LL falls into the cohort of clients who are receiving no services, presumably in anticipation that she will sooner or later become eligible for Part IIA or recidivist imprisonment. It is equally likely that she will become a fatal victim of violence.
LL has a foetal alcohol related intellectual disability and has suffered a horrific life of sexual abuse and neglect from her infant years. Her case is well known to the Department of Health Disability Services staff, who despite their best endeavours, do not have the resources to achieve any meaningful outcome for her. With the tokenistic funding they are offered, they can only repeat a meaningless cycle of dead end referrals and assessments.
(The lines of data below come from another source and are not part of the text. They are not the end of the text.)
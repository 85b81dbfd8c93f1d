// crates/decaton-processor-properties/src/definition.rs
// ============================================================================
// Module: Property Definitions
// Description: Typed property definitions and their erased entries.
// Purpose: Declare properties as constants and erase them for generation.
// Dependencies: serde_json
// ============================================================================

//! ## Overview
//! A [`PropertyDefinition<T>`] is a `const`-constructible record holding the
//! property name, its optional default and a value validator.
//! [`PropertyDefinition::entry`] erases it into a [`PropertyEntry`], encoding
//! the default with `serde_json` so it matches the encoding of instance
//! documents.

// ============================================================================
// SECTION: Imports
// ============================================================================

use serde_json::Value;

use crate::PropertyError;
use crate::value_type::DeclaredType;
use crate::value_type::PropertyType;
use crate::value_type::ValueType;

// ============================================================================
// SECTION: Typed Definitions
// ============================================================================

/// Predicate deciding whether a value is acceptable for a property.
pub type ValueValidator<T> = fn(&T) -> bool;

/// Typed processor-property definition.
///
/// # Invariants
/// - `name` is a stable identifier, unique within a registry.
/// - When present, `default_value` satisfies `validator` (checked by [`Self::entry`]).
#[derive(Debug, Clone)]
pub struct PropertyDefinition<T: 'static> {
    /// Property name.
    name: &'static str,
    /// Default value; `None` marks the property as required.
    default_value: Option<T>,
    /// Value validator.
    validator: ValueValidator<T>,
}

impl<T> PropertyDefinition<T> {
    /// Defines a property with a default value.
    #[must_use]
    pub const fn define(name: &'static str, default_value: T, validator: ValueValidator<T>) -> Self {
        Self {
            name,
            default_value: Some(default_value),
            validator,
        }
    }

    /// Defines a property without a default value.
    #[must_use]
    pub const fn define_required(name: &'static str, validator: ValueValidator<T>) -> Self {
        Self {
            name,
            default_value: None,
            validator,
        }
    }

    /// Returns the property name.
    #[must_use]
    pub const fn name(&self) -> &'static str {
        self.name
    }

    /// Returns the default value, if any.
    #[must_use]
    pub const fn default_value(&self) -> Option<&T> {
        self.default_value.as_ref()
    }

    /// Returns true when the validator accepts the value.
    #[must_use]
    pub fn is_valid_value(&self, value: &T) -> bool {
        (self.validator)(value)
    }
}

impl<T: PropertyType> PropertyDefinition<T> {
    /// Erases the definition into a registry entry.
    ///
    /// # Errors
    ///
    /// Returns [`PropertyError`] when the name is empty, the default fails the
    /// validator, or the default cannot be encoded.
    pub fn entry(&self) -> Result<PropertyEntry, PropertyError> {
        if self.name.is_empty() {
            return Err(PropertyError::EmptyName);
        }
        let default_value = match &self.default_value {
            Some(value) => {
                if !self.is_valid_value(value) {
                    return Err(PropertyError::InvalidDefault(self.name.to_string()));
                }
                let encoded =
                    serde_json::to_value(value).map_err(|err| PropertyError::Serialization {
                        name: self.name.to_string(),
                        message: err.to_string(),
                    })?;
                Some(encoded)
            }
            None => None,
        };
        let value_type = T::value_type();
        Ok(PropertyEntry {
            name: self.name.to_string(),
            declared: DeclaredType::definition_of(value_type.clone()),
            runtime_type: Some(value_type),
            default_value,
        })
    }
}

// ============================================================================
// SECTION: Erased Entries
// ============================================================================

/// Type-erased property record consumed by schema generation.
///
/// # Invariants
/// - `default_value`, when present, is the JSON encoding of the typed default.
/// - `runtime_type` is `None` only when the value type has been erased.
#[derive(Debug, Clone, PartialEq, Eq)]
pub struct PropertyEntry {
    /// Property name.
    name: String,
    /// Static declared type.
    declared: DeclaredType,
    /// Runtime value type, when known.
    runtime_type: Option<ValueType>,
    /// JSON-encoded default value.
    default_value: Option<Value>,
}

impl PropertyEntry {
    /// Builds an entry directly from its parts.
    #[must_use]
    pub fn new(
        name: impl Into<String>,
        declared: DeclaredType,
        runtime_type: Option<ValueType>,
        default_value: Option<Value>,
    ) -> Self {
        Self {
            name: name.into(),
            declared,
            runtime_type,
            default_value,
        }
    }

    /// Returns the property name.
    #[must_use]
    pub fn name(&self) -> &str {
        &self.name
    }

    /// Returns the declared type.
    #[must_use]
    pub const fn declared(&self) -> &DeclaredType {
        &self.declared
    }

    /// Returns the runtime value type, if known.
    #[must_use]
    pub const fn runtime_type(&self) -> Option<&ValueType> {
        self.runtime_type.as_ref()
    }

    /// Returns the encoded default value, if any.
    #[must_use]
    pub const fn default_value(&self) -> Option<&Value> {
        self.default_value.as_ref()
    }

    /// Returns true when the property has no default.
    #[must_use]
    pub const fn is_required(&self) -> bool {
        self.default_value.is_none()
    }
}

// ============================================================================
// SECTION: Tests
// ============================================================================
Attempts at seeking Executive level action have not been successful.
Advocacy was made to relevant ministers, hoping for some action. Although numerous meetings resulted in assurances that action would be forthcoming, nothing has changed for LL.
To some extent, some of the Department’s neglect of clients such as LL can be understood in terms of the intractable problems facing the NT government in responding to Aboriginal people with a cognitive impairment, complex needs and an offending history
The area of high needs disability, though small in terms of the numbers affected, has, through years of neglect, reached a point where it is of serious concern both domestically and internationally.
After two years of continuous advocacy, LL's shocking reality remains unchanged. This young woman, with the intellectual capacity of a young child continues to be homeless and vulnerable to abuse. Desperate, she often seeks out the only source of social inclusion on offer, the fringe of riverbed drinking camps, where she is routinely sexually abused by other people who are inebriated. Her only way of being temporarily accepted in the camps and avoiding rape, is to provide alcohol, for which she does not have the required ‘cash money.’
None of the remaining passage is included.